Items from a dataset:
.....

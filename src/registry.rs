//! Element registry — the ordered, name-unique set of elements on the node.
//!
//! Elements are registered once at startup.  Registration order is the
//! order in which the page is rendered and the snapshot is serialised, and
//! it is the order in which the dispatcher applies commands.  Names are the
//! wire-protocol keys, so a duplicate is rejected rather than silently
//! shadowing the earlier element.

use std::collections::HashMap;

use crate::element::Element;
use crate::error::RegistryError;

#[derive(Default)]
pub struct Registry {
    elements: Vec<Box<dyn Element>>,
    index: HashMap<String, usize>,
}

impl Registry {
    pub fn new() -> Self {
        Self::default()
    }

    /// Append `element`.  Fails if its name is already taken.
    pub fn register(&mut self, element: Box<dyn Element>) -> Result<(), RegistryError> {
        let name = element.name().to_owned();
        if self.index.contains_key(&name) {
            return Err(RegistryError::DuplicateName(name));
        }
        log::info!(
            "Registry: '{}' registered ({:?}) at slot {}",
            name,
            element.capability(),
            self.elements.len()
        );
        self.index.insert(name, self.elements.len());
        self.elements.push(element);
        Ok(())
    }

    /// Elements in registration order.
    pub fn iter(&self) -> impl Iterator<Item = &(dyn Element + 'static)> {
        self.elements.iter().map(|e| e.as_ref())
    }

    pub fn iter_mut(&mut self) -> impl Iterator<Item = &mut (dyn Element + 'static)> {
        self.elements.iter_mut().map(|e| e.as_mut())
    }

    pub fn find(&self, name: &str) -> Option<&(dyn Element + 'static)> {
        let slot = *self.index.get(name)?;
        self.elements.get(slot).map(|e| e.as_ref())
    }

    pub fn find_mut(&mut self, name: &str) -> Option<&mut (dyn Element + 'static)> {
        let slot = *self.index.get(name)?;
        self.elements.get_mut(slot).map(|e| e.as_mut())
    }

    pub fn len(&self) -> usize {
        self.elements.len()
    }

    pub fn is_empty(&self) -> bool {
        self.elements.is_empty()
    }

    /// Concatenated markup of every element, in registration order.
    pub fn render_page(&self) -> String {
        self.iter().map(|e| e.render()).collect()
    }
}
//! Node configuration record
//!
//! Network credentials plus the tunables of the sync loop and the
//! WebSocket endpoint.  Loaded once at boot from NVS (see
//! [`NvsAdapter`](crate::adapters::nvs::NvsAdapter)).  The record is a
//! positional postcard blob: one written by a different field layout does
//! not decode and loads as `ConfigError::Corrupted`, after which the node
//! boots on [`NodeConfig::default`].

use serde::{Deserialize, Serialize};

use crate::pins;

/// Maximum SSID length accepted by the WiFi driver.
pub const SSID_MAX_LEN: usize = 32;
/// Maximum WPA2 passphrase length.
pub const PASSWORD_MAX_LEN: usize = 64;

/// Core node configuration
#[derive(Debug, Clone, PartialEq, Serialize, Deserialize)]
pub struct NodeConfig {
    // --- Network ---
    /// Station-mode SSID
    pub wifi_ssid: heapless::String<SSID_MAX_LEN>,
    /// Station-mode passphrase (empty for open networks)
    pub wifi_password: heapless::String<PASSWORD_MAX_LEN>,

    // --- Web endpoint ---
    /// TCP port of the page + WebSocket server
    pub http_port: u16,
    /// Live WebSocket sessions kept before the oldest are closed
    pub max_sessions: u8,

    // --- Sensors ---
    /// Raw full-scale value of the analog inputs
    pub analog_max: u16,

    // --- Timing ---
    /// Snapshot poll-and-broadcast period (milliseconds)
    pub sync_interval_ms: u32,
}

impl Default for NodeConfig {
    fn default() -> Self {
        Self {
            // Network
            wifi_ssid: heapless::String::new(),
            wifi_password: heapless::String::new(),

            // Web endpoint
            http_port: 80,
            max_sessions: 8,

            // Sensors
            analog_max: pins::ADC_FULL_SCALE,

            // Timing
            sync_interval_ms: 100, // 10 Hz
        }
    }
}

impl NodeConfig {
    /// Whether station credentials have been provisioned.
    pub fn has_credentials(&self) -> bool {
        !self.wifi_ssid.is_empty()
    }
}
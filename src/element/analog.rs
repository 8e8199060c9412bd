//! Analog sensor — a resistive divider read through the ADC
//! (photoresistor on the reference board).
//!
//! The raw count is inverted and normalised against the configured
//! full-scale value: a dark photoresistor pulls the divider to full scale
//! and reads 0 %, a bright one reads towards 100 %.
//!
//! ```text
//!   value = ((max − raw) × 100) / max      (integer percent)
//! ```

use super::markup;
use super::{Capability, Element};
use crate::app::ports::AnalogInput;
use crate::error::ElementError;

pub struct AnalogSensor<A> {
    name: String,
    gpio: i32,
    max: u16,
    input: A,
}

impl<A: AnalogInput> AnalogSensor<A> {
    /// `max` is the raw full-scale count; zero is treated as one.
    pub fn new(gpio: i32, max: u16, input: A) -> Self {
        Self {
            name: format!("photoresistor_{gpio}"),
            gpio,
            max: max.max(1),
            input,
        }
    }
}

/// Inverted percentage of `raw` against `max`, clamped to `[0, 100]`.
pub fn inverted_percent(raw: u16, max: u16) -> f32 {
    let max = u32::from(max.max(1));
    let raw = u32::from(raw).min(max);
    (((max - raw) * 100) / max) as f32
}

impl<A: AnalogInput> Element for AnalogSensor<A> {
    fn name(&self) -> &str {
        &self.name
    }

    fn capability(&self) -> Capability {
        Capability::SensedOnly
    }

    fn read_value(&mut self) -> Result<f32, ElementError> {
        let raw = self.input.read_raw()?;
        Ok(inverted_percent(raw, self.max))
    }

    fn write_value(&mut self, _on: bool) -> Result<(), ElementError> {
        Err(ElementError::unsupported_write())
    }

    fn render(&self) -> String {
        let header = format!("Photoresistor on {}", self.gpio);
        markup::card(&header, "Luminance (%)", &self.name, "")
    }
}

.....

§ **Requirement**
Return all of the data above verbatim.

§ **Answer to the exercise**
filename src/registry.rs
//! Element registry — the ordered, name-unique set of elements on the node.
//!
//! Elements are registered once at startup.  Registration order is the
//! order in which the page is rendered and the snapshot is serialised, and
//! it is the order in which the dispatcher applies commands.  Names are the
//! wire-protocol keys, so a duplicate is rejected rather than silently
//! shadowing the earlier element.

use std::collections::HashMap;

use crate::element::Element;
use crate::error::RegistryError;

#[derive(Default)]
pub struct Registry {
    elements: Vec<Box<dyn Element>>,
    index: HashMap<String, usize>,
}

impl Registry {
    pub fn new() -> Self {
        Self::default()
    }

    /// Append `element`.  Fails if its name is already taken.
    pub fn register(&mut self, element: Box<dyn Element>) -> Result<(), RegistryError> {
        let name = element.name().to_owned();
        if self.index.contains_key(&name) {
            return Err(RegistryError::DuplicateName(name));
        }
        log::info!(
            "Registry: '{}' registered ({:?}) at slot {}",
            name,
            element.capability(),
            self.elements.len()
        );
        self.index.insert(name, self.elements.len());
        self.elements.push(element);
        Ok(())
    }

    /// Elements in registration order.
    pub fn iter(&self) -> impl Iterator<Item = &(dyn Element + 'static)> {
        self.elements.iter().map(|e| e.as_ref())
    }

    pub fn iter_mut(&mut self) -> impl Iterator<Item = &mut (dyn Element + 'static)> {
        self.elements.iter_mut().map(|e| e.as_mut())
    }

    pub fn find(&self, name: &str) -> Option<&(dyn Element + 'static)> {
        let slot = *self.index.get(name)?;
        self.elements.get(slot).map(|e| e.as_ref())
    }

    pub fn find_mut(&mut self, name: &str) -> Option<&mut (dyn Element + 'static)> {
        let slot = *self.index.get(name)?;
        self.elements.get_mut(slot).map(|e| e.as_mut())
    }

    pub fn len(&self) -> usize {
        self.elements.len()
    }

    pub fn is_empty(&self) -> bool {
        self.elements.is_empty()
    }

    /// Concatenated markup of every element, in registration order.
    pub fn render_page(&self) -> String {
        self.iter().map(|e| e.render()).collect()
    }
}
//! Node configuration record
//!
//! Network credentials plus the tunables of the sync loop and the
//! WebSocket endpoint.  Loaded once at boot from NVS (see
//! [`NvsAdapter`](crate::adapters::nvs::NvsAdapter)).  The record is a
//! positional postcard blob: one written by a different field layout does
//! not decode and loads as `ConfigError::Corrupted`, after which the node
//! boots on [`NodeConfig::default`].

use serde::{Deserialize, Serialize};

use crate::pins;

/// Maximum SSID length accepted by the WiFi driver.
pub const SSID_MAX_LEN: usize = 32;
/// Maximum WPA2 passphrase length.
pub const PASSWORD_MAX_LEN: usize = 64;

/// Core node configuration
#[derive(Debug, Clone, PartialEq, Serialize, Deserialize)]
pub struct NodeConfig {
    // --- Network ---
    /// Station-mode SSID
    pub wifi_ssid: heapless::String<SSID_MAX_LEN>,
    /// Station-mode passphrase (empty for open networks)
    pub wifi_password: heapless::String<PASSWORD_MAX_LEN>,

    // --- Web endpoint ---
    /// TCP port of the page + WebSocket server
    pub http_port: u16,
    /// Live WebSocket sessions kept before the oldest are closed
    pub max_sessions: u8,

    // --- Sensors ---
    /// Raw full-scale value of the analog inputs
    pub analog_max: u16,

    // --- Timing ---
    /// Snapshot poll-and-broadcast period (milliseconds)
    pub sync_interval_ms: u32,
}

impl Default for NodeConfig {
    fn default() -> Self {
        Self {
            // Network
            wifi_ssid: heapless::String::new(),
            wifi_password: heapless::String::new(),

            // Web endpoint
            http_port: 80,
            max_sessions: 8,

            // Sensors
            analog_max: pins::ADC_FULL_SCALE,

            // Timing
            sync_interval_ms: 100, // 10 Hz
        }
    }
}

impl NodeConfig {
    /// Whether station credentials have been provisioned.
    pub fn has_credentials(&self) -> bool {
        !self.wifi_ssid.is_empty()
    }
}
filename src/element/analog.rs
repository 8e8199060c9412bd
//! Analog sensor — a resistive divider read through the ADC
//! (photoresistor on the reference board).
//!
//! The raw count is inverted and normalised against the configured
//! full-scale value: a dark photoresistor pulls the divider to full scale
//! and reads 0 %, a bright one reads towards 100 %.
//!
//! ```text
//!   value = ((max − raw) × 100) / max      (integer percent)
//! ```

use super::markup;
use super::{Capability, Element};
use crate::app::ports::AnalogInput;
use crate::error::ElementError;

pub struct AnalogSensor<A> {
    name: String,
    gpio: i32,
    max: u16,
    input: A,
}

impl<A: AnalogInput> AnalogSensor<A> {
    /// `max` is the raw full-scale count; zero is treated as one.
    pub fn new(gpio: i32, max: u16, input: A) -> Self {
        Self {
            name: format!("photoresistor_{gpio}"),
            gpio,
            max: max.max(1),
            input,
        }
    }
}

/// Inverted percentage of `raw` against `max`, clamped to `[0, 100]`.
pub fn inverted_percent(raw: u16, max: u16) -> f32 {
    let max = u32::from(max.max(1));
    let raw = u32::from(raw).min(max);
    (((max - raw) * 100) / max) as f32
}

impl<A: AnalogInput> Element for AnalogSensor<A> {
    fn name(&self) -> &str {
        &self.name
    }

    fn capability(&self) -> Capability {
        Capability::SensedOnly
    }

    fn read_value(&mut self) -> Result<f32, ElementError> {
        let raw = self.input.read_raw()?;
        Ok(inverted_percent(raw, self.max))
    }

    fn write_value(&mut self, _on: bool) -> Result<(), ElementError> {
        Err(ElementError::unsupported_write())
    }

    fn render(&self) -> String {
        let header = format!("Photoresistor on {}", self.gpio);
        markup::card(&header, "Luminance (%)", &self.name, "")
    }
}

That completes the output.